We may not understand much about the cave drawings, but if we fast forward a few thousand years to the ancient written language systems, such as that developed by the Sumerian civilization (present-day Iraq) around 3,400 B.C., there’s more information available to us. We know that merchants needed a written language for commerce. Initially, they were motivated by the need to keep track of transactions, which they did on clay tablets with a script called cuneiform. Later on, by the third millennium B.C., Sumerian scribes were also copying down essays, hymns, poetry, and myths. Ewan Clayton writes on the British Library website, “The earliest form of writing was pictographs—symbols which represented objects—and served to aid in remembering such things as which parcels of grain had gone to which destination or how many sheep were needed for events like sacrifices in the temples. These pictographs were impressed onto wet clay which was then dried, and these became official records of commerce.”

Writing is filled with purpose, sometimes practical as in the Sumerian civilization, and sometimes for other reasons. The basic need to express ourselves in writing is because we are inherently social beings by design, and we need to communicate. From a religious perspective, God created us as His children, and we are like a big family of brothers and sisters. We depend on one another. Science defines us as social beings that coexist in order to survive. Either way, humans want to be in touch, so we need language, both spoken and written. Words convey important messages—the information can be very useful, and even more importantly, words can profoundly move us. Sometimes, the act of talking and writing is even necessary to stay alive, as in the case of Holocaust survivors.

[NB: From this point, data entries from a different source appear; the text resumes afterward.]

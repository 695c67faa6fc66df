//! Desktop client entry point.

use todo_client::{app::TodoApp, config::ClientConfig};

fn main() -> Result<(), eframe::Error> {
    tracing_subscriber::fmt()
        .with_env_filter(tracing_subscriber::EnvFilter::from_default_env())
        .init();

    let config = ClientConfig::from_env();

    let options = eframe::NativeOptions {
        viewport: egui::ViewportBuilder::default()
            .with_inner_size([640.0, 620.0])
            .with_min_inner_size([480.0, 400.0]),
        ..Default::default()
    };
    eframe::run_native(
        "Todo App",
        options,
        Box::new(move |_cc| Ok(Box::new(TodoApp::new(&config)))),
    )
}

My sister-in-law’s Jewish parents endured a frightening imprisonment in a Czechoslovakian concentration camp. Her mother told her about how victims saved scraps of paper on which to write down favorite recipes. They were starving, so food was one of the most popular topics in their conversations. As they remembered better times by sharing favorite recipes, they kept each other sane in that crazy, inhumane environment. In Germany, a Hungarian Jew named Edith Peer composed the Ravensbrück Cookbook while she was a prisoner at the Ravensbrück concentration camp in 1945. Peer, only 16 at the time, listened to older women comforting each other by sharing their favorite recipes. This inspired her to take the risk of stealing paper and pencils so the women could record family dishes and recipes for special Jewish celebrations. That cookbook miraculously survived and is now in the Sydney Jewish Museum.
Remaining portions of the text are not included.